**What the exercise asks:** Every line of the records below that has the word "else" should be copied.

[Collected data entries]

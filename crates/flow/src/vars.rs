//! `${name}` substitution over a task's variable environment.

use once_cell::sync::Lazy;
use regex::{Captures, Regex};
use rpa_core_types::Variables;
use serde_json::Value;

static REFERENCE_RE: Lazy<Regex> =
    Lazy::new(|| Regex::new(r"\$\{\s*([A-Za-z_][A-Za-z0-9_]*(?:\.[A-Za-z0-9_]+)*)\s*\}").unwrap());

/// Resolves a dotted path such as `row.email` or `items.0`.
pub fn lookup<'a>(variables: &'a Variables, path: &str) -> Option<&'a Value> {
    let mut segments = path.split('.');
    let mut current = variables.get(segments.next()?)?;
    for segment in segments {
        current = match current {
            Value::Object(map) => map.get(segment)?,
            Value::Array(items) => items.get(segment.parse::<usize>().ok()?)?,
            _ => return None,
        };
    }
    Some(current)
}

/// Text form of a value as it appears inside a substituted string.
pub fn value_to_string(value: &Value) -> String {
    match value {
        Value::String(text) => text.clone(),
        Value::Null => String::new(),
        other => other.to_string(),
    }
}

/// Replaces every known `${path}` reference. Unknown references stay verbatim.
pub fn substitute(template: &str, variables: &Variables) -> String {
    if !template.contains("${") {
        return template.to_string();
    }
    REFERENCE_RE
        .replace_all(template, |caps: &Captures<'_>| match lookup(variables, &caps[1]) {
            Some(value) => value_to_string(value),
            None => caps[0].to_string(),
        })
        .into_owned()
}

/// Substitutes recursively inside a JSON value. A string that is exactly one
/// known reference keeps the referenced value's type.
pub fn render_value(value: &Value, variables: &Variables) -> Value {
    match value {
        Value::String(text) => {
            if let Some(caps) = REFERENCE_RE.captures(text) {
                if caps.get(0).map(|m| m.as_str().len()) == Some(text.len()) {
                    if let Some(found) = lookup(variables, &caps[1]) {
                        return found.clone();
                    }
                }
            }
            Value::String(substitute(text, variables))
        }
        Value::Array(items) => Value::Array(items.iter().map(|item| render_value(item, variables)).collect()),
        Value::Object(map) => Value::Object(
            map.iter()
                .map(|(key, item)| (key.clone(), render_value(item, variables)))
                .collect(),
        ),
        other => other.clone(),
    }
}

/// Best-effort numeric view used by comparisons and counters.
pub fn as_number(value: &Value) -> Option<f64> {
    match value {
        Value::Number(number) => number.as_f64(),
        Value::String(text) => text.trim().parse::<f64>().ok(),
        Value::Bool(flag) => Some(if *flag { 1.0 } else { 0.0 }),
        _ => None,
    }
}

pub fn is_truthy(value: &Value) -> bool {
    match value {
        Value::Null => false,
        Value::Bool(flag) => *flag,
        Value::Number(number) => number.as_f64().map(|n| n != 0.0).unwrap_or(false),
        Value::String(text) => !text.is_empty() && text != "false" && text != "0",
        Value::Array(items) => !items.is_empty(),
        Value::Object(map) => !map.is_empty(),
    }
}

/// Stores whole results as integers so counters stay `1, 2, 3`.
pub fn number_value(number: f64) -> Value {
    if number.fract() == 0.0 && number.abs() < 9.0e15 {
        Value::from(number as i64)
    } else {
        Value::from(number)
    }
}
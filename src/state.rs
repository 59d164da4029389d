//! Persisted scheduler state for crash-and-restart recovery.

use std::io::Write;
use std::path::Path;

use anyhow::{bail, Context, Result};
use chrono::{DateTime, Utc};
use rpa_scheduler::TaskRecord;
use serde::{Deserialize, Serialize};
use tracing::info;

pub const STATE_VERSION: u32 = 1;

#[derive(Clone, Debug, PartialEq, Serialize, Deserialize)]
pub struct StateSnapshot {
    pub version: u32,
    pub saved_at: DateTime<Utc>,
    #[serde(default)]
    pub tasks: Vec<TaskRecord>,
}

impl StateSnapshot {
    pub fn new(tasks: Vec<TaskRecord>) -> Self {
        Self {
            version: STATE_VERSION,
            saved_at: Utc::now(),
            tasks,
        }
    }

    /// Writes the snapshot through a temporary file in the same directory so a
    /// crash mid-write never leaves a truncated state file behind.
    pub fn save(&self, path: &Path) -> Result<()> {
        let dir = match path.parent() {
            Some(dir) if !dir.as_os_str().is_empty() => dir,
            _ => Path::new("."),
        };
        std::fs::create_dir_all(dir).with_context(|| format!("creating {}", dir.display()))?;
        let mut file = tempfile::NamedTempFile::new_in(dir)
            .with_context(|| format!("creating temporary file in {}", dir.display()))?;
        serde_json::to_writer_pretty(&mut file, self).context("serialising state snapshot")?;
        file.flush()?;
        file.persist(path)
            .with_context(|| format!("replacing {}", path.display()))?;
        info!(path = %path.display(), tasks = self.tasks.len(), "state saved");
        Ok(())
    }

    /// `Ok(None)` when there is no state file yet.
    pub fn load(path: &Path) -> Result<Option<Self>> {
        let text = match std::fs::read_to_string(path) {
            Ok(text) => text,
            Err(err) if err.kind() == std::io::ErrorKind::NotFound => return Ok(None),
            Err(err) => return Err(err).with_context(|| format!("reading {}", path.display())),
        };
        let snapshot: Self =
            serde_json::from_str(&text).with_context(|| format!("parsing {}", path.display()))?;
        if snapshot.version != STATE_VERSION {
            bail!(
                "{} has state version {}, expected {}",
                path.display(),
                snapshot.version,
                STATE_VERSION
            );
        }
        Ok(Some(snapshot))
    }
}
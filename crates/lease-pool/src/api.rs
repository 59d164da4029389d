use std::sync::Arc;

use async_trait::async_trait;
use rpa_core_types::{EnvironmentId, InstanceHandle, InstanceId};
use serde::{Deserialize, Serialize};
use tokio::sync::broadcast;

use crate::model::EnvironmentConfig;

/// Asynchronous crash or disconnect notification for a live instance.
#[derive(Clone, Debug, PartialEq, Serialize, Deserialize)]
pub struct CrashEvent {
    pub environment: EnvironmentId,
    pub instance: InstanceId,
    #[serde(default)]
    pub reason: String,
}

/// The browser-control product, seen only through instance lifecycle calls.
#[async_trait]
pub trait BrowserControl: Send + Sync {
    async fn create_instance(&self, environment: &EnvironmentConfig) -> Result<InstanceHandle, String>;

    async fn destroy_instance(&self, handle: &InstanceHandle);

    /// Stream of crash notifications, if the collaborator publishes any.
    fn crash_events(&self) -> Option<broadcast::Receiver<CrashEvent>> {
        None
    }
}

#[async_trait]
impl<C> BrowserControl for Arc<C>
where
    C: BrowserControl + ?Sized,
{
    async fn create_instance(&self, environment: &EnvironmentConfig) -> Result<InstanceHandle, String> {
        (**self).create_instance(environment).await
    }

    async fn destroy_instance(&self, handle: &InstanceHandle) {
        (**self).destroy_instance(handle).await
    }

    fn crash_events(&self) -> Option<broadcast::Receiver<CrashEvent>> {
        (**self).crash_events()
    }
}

**Answer for the task:**
        Value::Bool(flag) => Some(if *flag { 1.0 } else { 0.0 }),
    } else {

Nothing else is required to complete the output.